Extracted material:
_____

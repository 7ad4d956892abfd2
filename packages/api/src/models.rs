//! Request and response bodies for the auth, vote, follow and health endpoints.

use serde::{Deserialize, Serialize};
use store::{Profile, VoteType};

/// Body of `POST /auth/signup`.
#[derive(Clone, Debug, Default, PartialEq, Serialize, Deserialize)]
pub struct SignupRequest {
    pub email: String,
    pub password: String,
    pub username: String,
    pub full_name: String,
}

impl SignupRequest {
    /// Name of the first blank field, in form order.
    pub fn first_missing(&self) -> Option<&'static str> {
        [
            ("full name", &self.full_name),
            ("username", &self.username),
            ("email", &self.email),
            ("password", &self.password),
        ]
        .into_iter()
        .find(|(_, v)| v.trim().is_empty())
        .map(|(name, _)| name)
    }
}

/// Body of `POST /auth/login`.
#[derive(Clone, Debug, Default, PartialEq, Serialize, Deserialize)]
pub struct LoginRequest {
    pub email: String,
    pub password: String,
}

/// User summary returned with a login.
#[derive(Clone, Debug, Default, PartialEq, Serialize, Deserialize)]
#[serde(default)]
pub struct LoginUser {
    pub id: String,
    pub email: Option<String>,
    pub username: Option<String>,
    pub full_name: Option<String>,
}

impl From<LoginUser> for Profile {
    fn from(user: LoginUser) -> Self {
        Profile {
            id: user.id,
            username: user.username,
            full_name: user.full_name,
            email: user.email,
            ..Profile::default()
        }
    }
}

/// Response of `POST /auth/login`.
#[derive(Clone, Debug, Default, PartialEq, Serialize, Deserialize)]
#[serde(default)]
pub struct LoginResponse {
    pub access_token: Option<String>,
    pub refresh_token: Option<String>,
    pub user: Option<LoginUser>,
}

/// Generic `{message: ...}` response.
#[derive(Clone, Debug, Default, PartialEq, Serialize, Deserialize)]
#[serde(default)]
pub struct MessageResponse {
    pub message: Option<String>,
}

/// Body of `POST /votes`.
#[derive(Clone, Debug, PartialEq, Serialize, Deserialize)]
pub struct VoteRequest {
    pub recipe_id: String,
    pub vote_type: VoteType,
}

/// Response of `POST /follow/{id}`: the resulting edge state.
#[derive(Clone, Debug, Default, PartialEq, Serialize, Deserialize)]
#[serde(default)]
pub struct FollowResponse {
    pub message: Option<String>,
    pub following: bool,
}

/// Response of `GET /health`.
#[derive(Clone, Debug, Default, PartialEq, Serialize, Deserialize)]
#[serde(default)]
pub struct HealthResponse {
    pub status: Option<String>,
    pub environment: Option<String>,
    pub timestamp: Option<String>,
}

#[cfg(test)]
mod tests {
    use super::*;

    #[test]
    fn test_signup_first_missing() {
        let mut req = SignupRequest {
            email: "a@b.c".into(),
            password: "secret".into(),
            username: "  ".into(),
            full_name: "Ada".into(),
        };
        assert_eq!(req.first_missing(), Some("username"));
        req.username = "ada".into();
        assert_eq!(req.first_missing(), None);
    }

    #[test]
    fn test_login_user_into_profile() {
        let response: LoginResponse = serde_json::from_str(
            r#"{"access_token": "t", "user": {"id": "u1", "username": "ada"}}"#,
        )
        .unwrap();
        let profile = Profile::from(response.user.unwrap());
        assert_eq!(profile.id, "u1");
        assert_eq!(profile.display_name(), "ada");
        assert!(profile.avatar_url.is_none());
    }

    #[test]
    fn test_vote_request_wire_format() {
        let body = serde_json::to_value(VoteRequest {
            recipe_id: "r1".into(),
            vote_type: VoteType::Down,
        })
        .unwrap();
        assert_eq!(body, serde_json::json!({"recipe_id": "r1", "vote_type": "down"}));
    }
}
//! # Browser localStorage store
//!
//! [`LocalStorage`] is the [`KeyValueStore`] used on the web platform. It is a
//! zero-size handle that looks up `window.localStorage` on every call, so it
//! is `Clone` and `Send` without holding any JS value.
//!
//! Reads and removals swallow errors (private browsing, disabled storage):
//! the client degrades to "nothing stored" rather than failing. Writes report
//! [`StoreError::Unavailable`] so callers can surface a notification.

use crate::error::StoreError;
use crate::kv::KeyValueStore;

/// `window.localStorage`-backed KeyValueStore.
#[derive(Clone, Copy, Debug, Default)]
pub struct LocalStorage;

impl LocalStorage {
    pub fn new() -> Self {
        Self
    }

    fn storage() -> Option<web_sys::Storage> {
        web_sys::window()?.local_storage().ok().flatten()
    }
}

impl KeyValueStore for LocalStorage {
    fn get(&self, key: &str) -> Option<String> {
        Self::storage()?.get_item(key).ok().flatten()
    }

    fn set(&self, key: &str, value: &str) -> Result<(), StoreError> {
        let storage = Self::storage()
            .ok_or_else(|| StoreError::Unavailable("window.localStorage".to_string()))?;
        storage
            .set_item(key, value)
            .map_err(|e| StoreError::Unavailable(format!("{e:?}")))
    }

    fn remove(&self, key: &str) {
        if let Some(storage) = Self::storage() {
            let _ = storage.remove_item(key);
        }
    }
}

_____

Exercise details: Each of the lines above must appear again, unchanged.

Solution to the exercise:
repository 7ad4d956892abfd2
filename packages/api/src/models.rs
//! Request and response bodies for the auth, vote, follow and health endpoints.

use serde::{Deserialize, Serialize};
use store::{Profile, VoteType};

/// Body of `POST /auth/signup`.
#[derive(Clone, Debug, Default, PartialEq, Serialize, Deserialize)]
pub struct SignupRequest {
    pub email: String,
    pub password: String,
    pub username: String,
    pub full_name: String,
}

impl SignupRequest {
    /// Name of the first blank field, in form order.
    pub fn first_missing(&self) -> Option<&'static str> {
        [
            ("full name", &self.full_name),
            ("username", &self.username),
            ("email", &self.email),
            ("password", &self.password),
        ]
        .into_iter()
        .find(|(_, v)| v.trim().is_empty())
        .map(|(name, _)| name)
    }
}

/// Body of `POST /auth/login`.
#[derive(Clone, Debug, Default, PartialEq, Serialize, Deserialize)]
pub struct LoginRequest {
    pub email: String,
    pub password: String,
}

/// User summary returned with a login.
#[derive(Clone, Debug, Default, PartialEq, Serialize, Deserialize)]
#[serde(default)]
pub struct LoginUser {
    pub id: String,
    pub email: Option<String>,
    pub username: Option<String>,
    pub full_name: Option<String>,
}

impl From<LoginUser> for Profile {
    fn from(user: LoginUser) -> Self {
        Profile {
            id: user.id,
            username: user.username,
            full_name: user.full_name,
            email: user.email,
            ..Profile::default()
        }
    }
}

/// Response of `POST /auth/login`.
#[derive(Clone, Debug, Default, PartialEq, Serialize, Deserialize)]
#[serde(default)]
pub struct LoginResponse {
    pub access_token: Option<String>,
    pub refresh_token: Option<String>,
    pub user: Option<LoginUser>,
}

/// Generic `{message: ...}` response.
#[derive(Clone, Debug, Default, PartialEq, Serialize, Deserialize)]
#[serde(default)]
pub struct MessageResponse {
    pub message: Option<String>,
}

/// Body of `POST /votes`.
#[derive(Clone, Debug, PartialEq, Serialize, Deserialize)]
pub struct VoteRequest {
    pub recipe_id: String,
    pub vote_type: VoteType,
}

/// Response of `POST /follow/{id}`: the resulting edge state.
#[derive(Clone, Debug, Default, PartialEq, Serialize, Deserialize)]
#[serde(default)]
pub struct FollowResponse {
    pub message: Option<String>,
    pub following: bool,
}

/// Response of `GET /health`.
#[derive(Clone, Debug, Default, PartialEq, Serialize, Deserialize)]
#[serde(default)]
pub struct HealthResponse {
    pub status: Option<String>,
    pub environment: Option<String>,
    pub timestamp: Option<String>,
}

#[cfg(test)]
mod tests {
    use super::*;

    #[test]
    fn test_signup_first_missing() {
        let mut req = SignupRequest {
            email: "a@b.c".into(),
            password: "secret".into(),
            username: "  ".into(),
            full_name: "Ada".into(),
        };
        assert_eq!(req.first_missing(), Some("username"));
        req.username = "ada".into();
        assert_eq!(req.first_missing(), None);
    }

    #[test]
    fn test_login_user_into_profile() {
        let response: LoginResponse = serde_json::from_str(
            r#"{"access_token": "t", "user": {"id": "u1", "username": "ada"}}"#,
        )
        .unwrap();
        let profile = Profile::from(response.user.unwrap());
        assert_eq!(profile.id, "u1");
        assert_eq!(profile.display_name(), "ada");
        assert!(profile.avatar_url.is_none());
    }

    #[test]
    fn test_vote_request_wire_format() {
        let body = serde_json::to_value(VoteRequest {
            recipe_id: "r1".into(),
            vote_type: VoteType::Down,
        })
        .unwrap();
        assert_eq!(body, serde_json::json!({"recipe_id": "r1", "vote_type": "down"}));
    }
}
//! # Browser localStorage store
//!
//! [`LocalStorage`] is the [`KeyValueStore`] used on the web platform. It is a
//! zero-size handle that looks up `window.localStorage` on every call, so it
//! is `Clone` and `Send` without holding any JS value.
//!
//! Reads and removals swallow errors (private browsing, disabled storage):
//! the client degrades to "nothing stored" rather than failing. Writes report
//! [`StoreError::Unavailable`] so callers can surface a notification.

use crate::error::StoreError;
use crate::kv::KeyValueStore;

/// `window.localStorage`-backed KeyValueStore.
#[derive(Clone, Copy, Debug, Default)]
pub struct LocalStorage;

impl LocalStorage {
    pub fn new() -> Self {
        Self
    }

    fn storage() -> Option<web_sys::Storage> {
        web_sys::window()?.local_storage().ok().flatten()
    }
}

impl KeyValueStore for LocalStorage {
    fn get(&self, key: &str) -> Option<String> {
        Self::storage()?.get_item(key).ok().flatten()
    }

    fn set(&self, key: &str, value: &str) -> Result<(), StoreError> {
        let storage = Self::storage()
            .ok_or_else(|| StoreError::Unavailable("window.localStorage".to_string()))?;
        storage
            .set_item(key, value)
            .map_err(|e| StoreError::Unavailable(format!("{e:?}")))
    }

    fn remove(&self, key: &str) {
        if let Some(storage) = Self::storage() {
            let _ = storage.remove_item(key);
        }
    }
}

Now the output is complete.